MicroStrategy later added $175 million of bitcoin to its holdings in September 2020 and another $50 million in early December 2020. On December 11, 2020, MicroStrategy announced that it had sold $650 million in convertible senior notes, taking on debt to increase its Bitcoin holdings to over $1 billion worth. On December 21, 2020, MicroStrategy announced their total holdings include 70,470 bitcoins purchased for $1.125 billion at an average price of $15,964 per bitcoin. As of 29 June 2026, holdings include 847,363 bitcoins acquired for $64.10 billion at an average price of $75,651 per bitcoin.

Despite criticism from skeptics like Peter Schiff, Saylor remains confident in Bitcoin as an inflation hedge and a transformative financial asset. In 2024, after the election of Donald Trump, Saylor expressed a willingness to advise on crypto policy, potentially serving on a crypto advisory council for the Trump administration.

== Political views ==
===COVID-19 response criticism===

In a 3,000-word memo to all MicroStrategy employees on March 16, 2020, entitled "My Thoughts on COVID-19," Saylor criticized countermeasures then being recommended against the disease, saying that it is "soul-stealing and debillitating [sic] to embrace the notion of social distancing & economic hibernation" and predicting that in the worst-case scenario, global life expectancy would only "click down by a few weeks." Saylor also refused to close MicroStrategy's offices unless he was legally required to do so. The full content of the memo appeared on Reddit for only a few minutes and was reposted in the Washington Business Journal.

==The Mobile Wave==
In June 2012, Saylor released The Mobile Wave: How Mobile Intelligence Will Change Everything, published by Perseus Books, which discusses trends in mobile technology and their future impact on commerce, healthcare, education, and the developing world. The book appeared on the New York Times Best Seller list, where it was ranked number seven in hardcover non-fiction books in August 2012, and was ranked number five in hardcover business books on the Wall Street Journal's Best-Sellers list in July 2012.

==Saylor Academy==
In 1999, Saylor established The Saylor Foundation (later named Saylor Academy), of which he is the sole trustee. Saylor.org was launched in 2008 as the free education initiative of The Saylor Foundation.
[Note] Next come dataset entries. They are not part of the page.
//! Entity renaming and label reconciliation.

use std::collections::BTreeMap;

use serde::Deserialize;
use serde_json::Value;

use crate::blueprint::{BlueprintItem, JsonObject};
use crate::logging::trace;

use super::walker::{LeafVisitor, walk, walk_item};

/// Old → new identifier mapping applied after a game version bump
/// (renamed items, recipes, technologies).
///
/// No name may be both a source and a target; under that condition
/// applying the table twice gives the same result as applying it once.
///
/// Loaded from the `[migration.renames]` section of the configuration:
///
/// ```toml
/// [migration.renames]
/// "science-pack-1" = "automation-science-pack"
/// "science-pack-2" = "logistic-science-pack"
/// ```
#[derive(Debug, Clone, Default, PartialEq, Eq, Deserialize)]
#[serde(transparent)]
pub struct RenameTable(BTreeMap<String, String>);

impl RenameTable {
    pub fn new() -> Self {
        Self::default()
    }

    pub fn insert(&mut self, from: impl Into<String>, to: impl Into<String>) {
        self.0.insert(from.into(), to.into());
    }

    pub fn get(&self, from: &str) -> Option<&str> {
        self.0.get(from).map(String::as_str)
    }

    pub fn len(&self) -> usize {
        self.0.len()
    }

    pub fn is_empty(&self) -> bool {
        self.0.is_empty()
    }

    pub fn iter(&self) -> impl Iterator<Item = (&str, &str)> {
        self.0.iter().map(|(from, to)| (from.as_str(), to.as_str()))
    }
}

impl<K: Into<String>, V: Into<String>> FromIterator<(K, V)> for RenameTable {
    fn from_iter<T: IntoIterator<Item = (K, V)>>(iter: T) -> Self {
        Self(
            iter.into_iter()
                .map(|(from, to)| (from.into(), to.into()))
                .collect(),
        )
    }
}

/// Rewrites string leaves found in a [`RenameTable`].
struct EntityRenamer<'a> {
    table: &'a RenameTable,
}

impl LeafVisitor for EntityRenamer<'_> {
    fn visit_string(&mut self, parent: &mut JsonObject, key: &str) -> bool {
        let Some(Value::String(current)) = parent.get_mut(key) else {
            return false;
        };
        match self.table.get(current.as_str()) {
            Some(renamed) if renamed != current.as_str() => {
                trace!(key = key, from = %current, to = renamed, "renaming");
                *current = renamed.to_string();
                true
            }
            _ => false,
        }
    }
}

/// Replace every string member of `item` (recursively, through book
/// entries) that appears in `table`. Returns whether anything changed.
pub fn rename_entities(item: &mut BlueprintItem, table: &RenameTable) -> bool {
    if table.is_empty() {
        return false;
    }
    let mut renamer = EntityRenamer { table };
    walk_item(item, &mut renamer)
}

/// [`rename_entities`] over raw JSON.
pub fn rename_entities_in_value(value: &mut Value, table: &RenameTable) -> bool {
    if table.is_empty() {
        return false;
    }
    let mut renamer = EntityRenamer { table };
    walk(value, &mut renamer)
}

/// Force the item's label to `expected_name`. Returns whether it changed.
///
/// An unlabelled item already reads as [`NO_NAME`](crate::blueprint::NO_NAME)
/// and is left alone when that is the expected name.
pub fn reconcile_label(item: &mut BlueprintItem, expected_name: &str) -> bool {
    if item.name() == expected_name {
        return false;
    }
    item.set_label(expected_name);
    true
}

#[cfg(test)]
mod tests {
    use super::*;
    use crate::blueprint::classify;
    use serde_json::json;

    fn science_table() -> RenameTable {
        [
            ("science-pack-1", "automation-science-pack"),
            ("science-pack-2", "logistic-science-pack"),
        ]
        .into_iter()
        .collect()
    }

    fn lab_book() -> BlueprintItem {
        classify(json!({"blueprint_book": {
            "label": "Science",
            "blueprints": [
                {"index": 0, "blueprint": {
                    "label": "Red",
                    "entities": [
                        {"entity_number": 1, "name": "assembling-machine-2", "recipe": "science-pack-1"},
                        {"entity_number": 2, "name": "lab"}
                    ]
                }},
                {"index": 1, "blueprint_book": {"label": "Inner", "blueprints": [
                    {"index": 0, "blueprint": {"label": "Green", "entities": [
                        {"entity_number": 1, "name": "assembling-machine-2", "recipe": "science-pack-2"}
                    ]}}
                ]}}
            ]
        }}))
        .unwrap()
    }

    #[test]
    fn test_rename_through_nested_books() {
        let mut item = lab_book();
        assert!(rename_entities(&mut item, &science_table()));

        let text = item.to_value().to_string();
        assert!(text.contains("automation-science-pack"));
        assert!(text.contains("logistic-science-pack"));
        assert!(!text.contains("\"science-pack-1\""));
    }

    #[test]
    fn test_rename_is_idempotent() {
        let table = science_table();
        let mut item = lab_book();
        assert!(rename_entities(&mut item, &table));
        let once = item.clone();
        assert!(!rename_entities(&mut item, &table));
        assert_eq!(item, once);
    }

    #[test]
    fn test_rename_without_matches() {
        let mut item = classify(json!({"blueprint": {"label": "Plain", "entities": [
            {"entity_number": 1, "name": "transport-belt"}
        ]}}))
        .unwrap();
        let before = item.clone();
        assert!(!rename_entities(&mut item, &science_table()));
        assert!(!rename_entities(&mut item, &RenameTable::new()));
        assert_eq!(item, before);
    }

    #[test]
    fn test_rename_raw_value() {
        let mut value = json!({"a": {"recipe": "science-pack-2"}});
        assert!(rename_entities_in_value(&mut value, &science_table()));
        assert_eq!(value["a"]["recipe"], "logistic-science-pack");
    }

    #[test]
    fn test_reconcile_label() {
        let mut item = classify(json!({"blueprint": {"label": "Old"}})).unwrap();
        assert!(reconcile_label(&mut item, "New"));
        assert_eq!(item.name(), "New");
        assert!(!reconcile_label(&mut item, "New"));

        let mut unlabelled = classify(json!({"upgrade_planner": {}})).unwrap();
        assert!(!reconcile_label(&mut unlabelled, "no-name"));
        assert!(unlabelled.label().is_none());
        assert!(reconcile_label(&mut unlabelled, "Belts"));
        assert_eq!(unlabelled.label(), Some("Belts"));
    }

    #[test]
    fn test_table_from_toml() {
        let table: RenameTable = toml::from_str(
            r#"
"science-pack-3" = "chemical-science-pack"
"#,
        )
        .unwrap();
        assert_eq!(table.get("science-pack-3"), Some("chemical-science-pack"));
        assert_eq!(table.len(), 1);
    }
}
== Awards and recognition ==
Saylor has received several awards and recognition throughout his career. In 1996, he was named KPMG High Tech Entrepreneur of the Year. His leadership at MicroStrategy earned him a spot on Ernst & Young's Entrepreneur of the Year list in 1997. Additionally, Saylor has been featured in various industry publications and lists, recognizing his influence and impact on the tech industry and digital currency advocacy.

== Controversies ==

===SEC investigation===
In March 2000, the U.S. Securities and Exchange Commission (SEC) brought charges against Saylor and two other MicroStrategy executives for the company's inaccurate reporting of financial results for the preceding two years. In December 2000, Saylor settled with the SEC without admitting wrongdoing by paying $350,000 in penalties and a personal disgorgement of $8.3 million. As a result of the restatement of results, the company's stock declined in value and Saylor's net worth fell by $6 billion.

===District of Columbia tax fraud lawsuit===
On August 31, 2022, the Attorney General for the District of Columbia sued Saylor for tax fraud, accusing him of illegally avoiding more than $25 million in D.C. taxes by pretending to be a resident of other jurisdictions during the years 2005 to 2021. He initially claimed he resided in Virginia during the period, then later claimed that he resided in Florida. MicroStrategy was accused of collaborating with Saylor to facilitate his tax evasion by misreporting his residential address to local and federal tax authorities and failing to withhold D.C. taxes. Saylor issued a statement saying: "I respectfully disagree with the position of the District of Columbia and look forward to a fair resolution in the courts." In June 2024, Saylor settled the tax dispute by agreeing to pay a $40 million fine.